Kota Raja

Defunct state constituency
- Legislature: Selangor State Legislative Assembly
- Constituency created: 1994
- Constituency abolished: 2004
- First contested: 1995
- Last contested: 1999

= Kota Raja (Selangor state constituency) =

Kota Raja was a state constituency in Selangor, Malaysia, that was represented in the Selangor State Legislative Assembly from 1995 to 2004.

The state constituency was created in the 1994 redistribution and was mandated to return a single member to the Selangor State Legislative Assembly under the first past the post voting system.

==History==
It was abolished in 2004 when it was redistributed.

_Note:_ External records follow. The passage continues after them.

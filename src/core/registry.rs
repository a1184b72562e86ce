//! Pool name to device mapping.
//!
//! One entry per pool. An entry is created on the first readiness report
//! from a pool and replaced wholesale, with a freshly allocated id, when a
//! report shows the pool restarted. Nothing is persisted: a new process
//! starts allocating from the first id after the reserved one.

use std::collections::HashMap;
use std::net::SocketAddr;
use std::sync::Arc;

use parking_lot::RwLock;
use tracing::{debug, info};

use super::allocator::DeviceIdAllocator;
use super::device::{Device, DeviceId, RoundRobinStripingPattern, StripingPattern};

#[derive(Default)]
struct Maps {
    by_pool: HashMap<String, Arc<Device>>,
    by_id: HashMap<DeviceId, String>,
}

pub struct DeviceRegistry {
    allocator: DeviceIdAllocator,
    striping: Arc<dyn StripingPattern>,
    maps: RwLock<Maps>,
}

impl Default for DeviceRegistry {
    fn default() -> Self {
        Self::new(Arc::new(RoundRobinStripingPattern))
    }
}

impl DeviceRegistry {
    pub fn new(striping: Arc<dyn StripingPattern>) -> Self {
        Self {
            allocator: DeviceIdAllocator::new(),
            striping,
            maps: RwLock::new(Maps::default()),
        }
    }

    /// Record a readiness report and return the device now serving `pool`.
    pub fn record_ready(&self, pool: &str, addresses: &[SocketAddr], verifier: u64) -> Arc<Device> {
        if let Some(device) = self.maps.read().by_pool.get(pool) {
            if !device.is_restarted(addresses, verifier) {
                return device.clone();
            }
        }

        let mut maps = self.maps.write();
        // re-check: another report may have replaced the entry meanwhile
        let previous = match maps.by_pool.get(pool) {
            Some(device) if !device.is_restarted(addresses, verifier) => return device.clone(),
            Some(device) => Some(device.id),
            None => None,
        };

        let id = self.allocator.next();
        let device = Arc::new(Device::new(
            id,
            self.striping.as_ref(),
            addresses.to_vec(),
            verifier,
        ));

        if let Some(old) = previous {
            maps.by_id.remove(&old);
        }
        maps.by_id.insert(id, pool.to_string());
        maps.by_pool.insert(pool.to_string(), device.clone());
        drop(maps);

        match previous {
            Some(old) => info!(pool, old_id = %old, device_id = %id, "Pool restarted, new device id"),
            None => debug!(pool, device_id = %id, "New pool mapping: {}", device),
        }
        device
    }

    pub fn lookup_by_pool(&self, pool: &str) -> Option<Arc<Device>> {
        self.maps.read().by_pool.get(pool).cloned()
    }

    pub fn lookup_by_id(&self, id: DeviceId) -> Option<Arc<Device>> {
        let maps = self.maps.read();
        let pool = maps.by_id.get(&id)?;
        maps.by_pool.get(pool).cloned()
    }

    /// All entries, sorted by pool name.
    pub fn list(&self) -> Vec<(String, Arc<Device>)> {
        let mut entries: Vec<_> = self
            .maps
            .read()
            .by_pool
            .iter()
            .map(|(name, dev)| (name.clone(), dev.clone()))
            .collect();
        entries.sort_by(|a, b| a.0.cmp(&b.0));
        entries
    }

    pub fn device_ids(&self) -> Vec<DeviceId> {
        let mut ids: Vec<_> = self.maps.read().by_id.keys().copied().collect();
        ids.sort();
        ids
    }

    /// Forget the device of `pool`. The next report from it mints a new id.
    pub fn remove(&self, pool: &str) -> Option<Arc<Device>> {
        let mut maps = self.maps.write();
        let device = maps.by_pool.remove(pool)?;
        maps.by_id.remove(&device.id);
        Some(device)
    }

    pub fn len(&self) -> usize {
        self.maps.read().by_pool.len()
    }

    pub fn is_empty(&self) -> bool {
        self.len() == 0
    }
}

#[cfg(test)]
mod tests {
    use super::*;

    fn addrs(list: &[&str]) -> Vec<SocketAddr> {
        list.iter().map(|s| s.parse().unwrap()).collect()
    }

    #[test]
    fn first_report_mints_id() {
        let reg = DeviceRegistry::default();
        let dev = reg.record_ready("pool-1", &addrs(&["10.0.0.1:2049"]), 7);

        assert_eq!(dev.id, DeviceId(1));
        assert_eq!(reg.lookup_by_pool("pool-1").unwrap().id, DeviceId(1));
        assert_eq!(reg.lookup_by_id(DeviceId(1)).unwrap().addresses, dev.addresses);
    }

    #[test]
    fn same_verifier_reuses_id() {
        let reg = DeviceRegistry::default();
        let a = reg.record_ready("pool-1", &addrs(&["10.0.0.1:2049"]), 7);
        let b = reg.record_ready("pool-1", &addrs(&["10.0.0.1:2049"]), 7);

        assert_eq!(a.id, b.id);
        assert!(Arc::ptr_eq(&a, &b));
        assert_eq!(reg.len(), 1);
    }

    #[test]
    fn changed_verifier_mints_new_id() {
        let reg = DeviceRegistry::default();
        let a = reg.record_ready("pool-1", &addrs(&["10.0.0.1:2049"]), 7);
        let b = reg.record_ready("pool-1", &addrs(&["10.0.0.1:2049"]), 9);

        assert_ne!(a.id, b.id);
        assert!(b.id > a.id);
        assert!(reg.lookup_by_id(a.id).is_none());
        assert_eq!(reg.lookup_by_pool("pool-1").unwrap().id, b.id);
        assert_eq!(reg.device_ids(), vec![b.id]);
    }

    #[test]
    fn changed_addresses_mint_new_id_without_verifier() {
        let reg = DeviceRegistry::default();
        let a = reg.record_ready("pool-1", &addrs(&["10.0.0.1:2049"]), 0);
        let same = reg.record_ready("pool-1", &addrs(&["10.0.0.1:2049"]), 0);
        let moved = reg.record_ready("pool-1", &addrs(&["10.0.0.2:2049"]), 0);

        assert_eq!(a.id, same.id);
        assert_ne!(a.id, moved.id);
    }

    #[test]
    fn pools_get_distinct_ids() {
        let reg = DeviceRegistry::default();
        let a = reg.record_ready("pool-a", &addrs(&["10.0.0.1:2049"]), 1);
        let b = reg.record_ready("pool-b", &addrs(&["10.0.0.2:2049"]), 1);

        assert_ne!(a.id, b.id);
        let names: Vec<_> = reg.list().into_iter().map(|(n, _)| n).collect();
        assert_eq!(names, vec!["pool-a", "pool-b"]);
    }

    #[test]
    fn remove_forgets_mapping() {
        let reg = DeviceRegistry::default();
        let a = reg.record_ready("pool-1", &addrs(&["10.0.0.1:2049"]), 7);

        assert_eq!(reg.remove("pool-1").unwrap().id, a.id);
        assert!(reg.remove("pool-1").is_none());
        assert!(reg.lookup_by_id(a.id).is_none());
        assert!(reg.is_empty());

        let b = reg.record_ready("pool-1", &addrs(&["10.0.0.1:2049"]), 7);
        assert_ne!(a.id, b.id);
    }

    #[test]
    fn concurrent_reports_agree_on_one_id() {
        let reg = Arc::new(DeviceRegistry::default());
        let handles: Vec<_> = (0..8)
            .map(|_| {
                let reg = reg.clone();
                std::thread::spawn(move || reg.record_ready("pool-1", &addrs(&["10.0.0.1:2049"]), 3).id)
            })
            .collect();

        let ids: Vec<_> = handles.into_iter().map(|h| h.join().unwrap()).collect();
        assert!(ids.iter().all(|id| *id == ids[0]));
        assert_eq!(reg.device_ids().len(), 1);
    }
}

===Representation history===

Members of the Legislative Assembly for Kota Raja
| Assembly | No | Years | Member | Party |
Constituency created from Shahbandar Raya
| 9th | N37 | 1995-1999 | Rajakupal Sinathamby | BN (MIC) |
| 10th | 1999-2004 | Kamala Ganapathy |
Constituency abolished, split into Kota Alam Shah and Seri Andalas

==Election results==

Selangor state election, 1999
| Party |  | Candidate | Votes | % | ∆% |
|  | BN | Kamala Ganapathy | 12,686 | 55.04 | −19.45 |
|  | PAS | Khalid Abdul Samad | 10,361 | 44.96 | +44.96 |
| Total valid votes |  |  | 23,047 | 100.00 |
| Total rejected ballots |  |  | 451 |
| Unreturned ballots |  |  | 11 |
| Turnout |  |  | 23,509 | 76.90 | +1.72 |
| Registered electors |  |  | 30,571 |
| Majority |  |  | 2,325 | 10.09 | −38.90 |
|  | BN hold |  | Swing |  |  |

Selangor state election, 1995
| Party |  | Candidate | Votes | % |
|  | BN | Rajakupal Sinathamby | 15,483 | 74.49 |
|  | S46 | Salmah Safarman | 5,301 | 25.51 |
| Total valid votes |  |  | 20,784 | 100.00 |
| Total rejected ballots |  |  | 548 |
| Unreturned ballots |  |  | 0 |
| Turnout |  |  | 21,332 | 75.18 |
| Registered electors |  |  | 28,376 |
| Majority |  |  | 10,182 | 46.99 |
This was a new constituency created.